The challenges I am most excited about from the Helmet Reading Challenge (full list available here):

9. A book recommended by someone under 18 years old

If I have blog followers under the age of 18, please recommend me some books! I think this particular challenge is great and it will be interesting to see what kind of books children/teens/young adults recommend. 

20. The book deals with a culture that you are not familiar with

I definitely want to read non-fiction for this. I think culture can be interpreted quite widely in this context, so there are a lot of options to go with.

24. Book chosen from a bookshelf with your eyes closed

I think I will have to do this at the library because I know my own bookshelves quite well and can thus "cheat" in the process of selecting the book. 

The challenges I am most excited about from the Reading Women Challenge (more information available here):

4. About or set in Appalachia

I don't know much about the Appalachian culture, so maybe I can read a book that fits into the culture challenge mentioned above as well.
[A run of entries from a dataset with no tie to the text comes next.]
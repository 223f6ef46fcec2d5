use std::sync::Arc;
use std::time::Duration;

use serde_json::Value;
use tracing::debug;

use crate::behavior::{Behavior, LogLine};
use crate::console::Console;
use crate::context::{Ambient, CallContext, Record, Strictness};
use crate::errors::Result;
use crate::person::Person;

/// Knobs for one walkthrough run.
#[derive(Debug, Clone)]
pub struct Options {
    pub strictness: Strictness,
    /// Delay before the constructor's deferred callback fires.
    pub delay: Duration,
    /// Name stored in the demonstration records.
    pub name: String,
}

impl Default for Options {
    fn default() -> Self {
        Self {
            strictness: Strictness::default(),
            delay: Duration::from_millis(100),
            name: "Kyrylo".to_string(),
        }
    }
}

/// Runs the binding demonstrations in order against one console sink:
/// top-level context, through-record call, bare call, permanent bind, the
/// two explicit call forms, and a constructor with a deferred callback.
pub struct Walkthrough {
    console: Arc<dyn Console>,
    opts: Options,
}

impl Walkthrough {
    pub fn new(console: Arc<dyn Console>) -> Self {
        Self {
            console,
            opts: Options::default(),
        }
    }

    pub fn with_options(mut self, opts: Options) -> Self {
        self.opts = opts;
        self
    }

    /// Every synchronous step runs to completion in order; the deferred line
    /// is awaited last, so it always lands after the script body.
    pub async fn run(&self) -> Result<()> {
        let ambient = Ambient::global();
        let talk = Behavior::talk();
        let en = [Value::from("en")];

        // Evaluated outside any behavior, the context is the ambient handle.
        debug!("top-level context");
        self.console
            .log(&LogLine::Context(CallContext::Global(ambient.clone())))?;

        // Whoever is on the left of the invocation becomes the context.
        let me = Record::new(self.opts.name.clone());
        debug!("through-record invocation");
        self.console.log(&talk.call_through(&me, &en))?;

        // Same behavior, no receiver: the call form decides, not the
        // definition site.
        debug!(strictness = ?self.opts.strictness, "bare invocation");
        self.console
            .log(&talk.call_bare(&ambient, self.opts.strictness, &en))?;

        // Permanently bind to a second record, then invoke.
        let me2 = Record::new(format!("{} 2", self.opts.name));
        let me2_talk = talk.bind(CallContext::Receiver(me2.clone()));
        debug!("bound invocation");
        self.console.log(&me2_talk.invoke(&en))?;
        // Bind-then-invoke in one expression resolves the same context.
        self.console
            .log(&talk.bind(CallContext::Receiver(me2.clone())).invoke(&en))?;

        // Immediate invocation with an explicit context, both argument forms.
        let ctx2 = CallContext::Receiver(me2);
        debug!("explicit per-argument and ordered-sequence invocation");
        self.console.log(&talk.call_with(&ctx2, "en"))?;
        self.console.log(&talk.apply_with(&ctx2, &en))?;

        // Constructor invocation. Its callback fires after every line above.
        debug!("constructor with deferred callback");
        let (_you, deferred) = Person::new("U", Arc::clone(&self.console), self.opts.delay);
        deferred.await?
    }
}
This list by Bustle introduces some books set in Appalachia that can be of assistance for this challenge. 

7. Featuring a woman in science

Since I work as a scientist at a university it would be interesting to read something with a university setting. There are also a number of non-fiction books that could be used for this challenge. Once again, Bustle has a good list to start with

16. Book by an Indigenous woman

I read Heart Berries: A Memoir by Terese Marie Mailhot in 2018 and loved it, so the idea of reading more by an Indigenous female author is super exciting to me. If you have any recommendations, let me know in the comments! Maybe I will finally read some Louise Erdrich?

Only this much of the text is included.